O último herói

Sou como um lemming. Pequenino, gordinho, bigodinho de roedor, dentinhos incisivos aguçados, correndo sofregamente para o precipício.

Há quem me diga que não sou assim tão pequenino, a não ser quando aplicado a um contexto pélvico. E que não sou propriamente gordinho, sou mais para o obscenamente obeso. E que chamar bigodinho de roedor ao tufo de cotão que se alojou sobre o meu lábio superior é uma ofensa aos bigodes másculos da mais fétida ratazana de esgoto. E quanto aos dentes, se são afiados, é porque eu insisto em limá-los com palha de aço, na crença inabalável de que sangrar da boca é sexy.

Mas ninguém contesta a minha sofreguidão pelo abismo. O profundo, negro, inexorável abismo.

Sempre imaginei a minha vida como uma imensa escadaria. Alta, íngreme e cheia de idiotas que não sabem encostar-se à direita.

E como todos os jovens, trepei o mais rapidamente possível essas escadas, na plena certeza de que o que está para vir seria melhor do que o que foi. Olhos ao alto, fiz questão de nunca olhar para trás. Nem, aliás, para os lados, exceptuando-se, é claro, quando passaram fêmeas jeitosas.
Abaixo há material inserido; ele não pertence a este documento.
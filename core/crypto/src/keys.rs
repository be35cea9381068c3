//! Key types with secure memory handling.
//!
//! All key types automatically zeroize their memory on drop to prevent
//! sensitive data from persisting in memory.

use rand::rngs::OsRng;
use rand::RngCore;
use std::fmt;
use zeroize::{Zeroize, ZeroizeOnDrop};

/// Length of encryption keys in bytes (256-bit).
pub const KEY_LENGTH: usize = 32;

/// Length of the key-derivation salt in bytes.
pub const SALT_LENGTH: usize = 16;

/// Key derived from the master password.
#[derive(Clone, Zeroize, ZeroizeOnDrop)]
pub struct MasterKey {
    key: [u8; KEY_LENGTH],
}

impl MasterKey {
    /// Create a master key from raw bytes.
    pub fn from_bytes(key: [u8; KEY_LENGTH]) -> Self {
        Self { key }
    }

    /// Get the key bytes.
    ///
    /// # Security
    /// The returned slice should be used immediately and not stored.
    pub fn as_bytes(&self) -> &[u8; KEY_LENGTH] {
        &self.key
    }
}

impl fmt::Debug for MasterKey {
    fn fmt(&self, f: &mut fmt::Formatter<'_>) -> fmt::Result {
        write!(f, "MasterKey([REDACTED])")
    }
}

/// Salt for key derivation.
#[derive(Debug, Clone, Copy, PartialEq, Eq)]
pub struct Salt([u8; SALT_LENGTH]);

impl Salt {
    /// Generate a random salt from the OS CSPRNG.
    pub fn generate() -> Self {
        let mut salt = [0u8; SALT_LENGTH];
        OsRng.fill_bytes(&mut salt);
        Self(salt)
    }

    /// Create from bytes.
    pub fn from_bytes(bytes: [u8; SALT_LENGTH]) -> Self {
        Self(bytes)
    }

    /// Get the salt bytes.
    pub fn as_bytes(&self) -> &[u8; SALT_LENGTH] {
        &self.0
    }
}

/// A derived key paired with the salt it was derived from.
///
/// Held by an unlocked session so the vault can be re-encrypted without
/// keeping the master password around. The blob header must carry this
/// salt for the password to reproduce the key.
#[derive(Clone)]
pub struct SessionKey {
    salt: Salt,
    key: MasterKey,
}

impl SessionKey {
    pub fn new(salt: Salt, key: MasterKey) -> Self {
        Self { salt, key }
    }

    pub fn salt(&self) -> &Salt {
        &self.salt
    }

    pub fn key(&self) -> &MasterKey {
        &self.key
    }
}

impl fmt::Debug for SessionKey {
    fn fmt(&self, f: &mut fmt::Formatter<'_>) -> fmt::Result {
        f.debug_struct("SessionKey")
            .field("salt", &self.salt)
            .field("key", &self.key)
            .finish()
    }
}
Pus os olhos naqueles que acima de mim eram verdadeiros exemplos. Modelos de vida a seguir. Tipos bem vestidos, bem falantes, cheios de princípios e admiráveis posturas corporais. Líderes de comunidade, perfeitos garanhões, paladinos cintilantes.

Eu queria ser como eles. Admirava a forma como eles subiam as escadas, perseverantes, de forma fácil, sem esforço, mesmo contra a maré dos tais idiotas que não sabem encostar-se à direita. Anotava a maneira como lideravam as massas, como sorriam durante um discurso, como sempre usavam cuecas lavadas, como nunca coçavam o escroto em público.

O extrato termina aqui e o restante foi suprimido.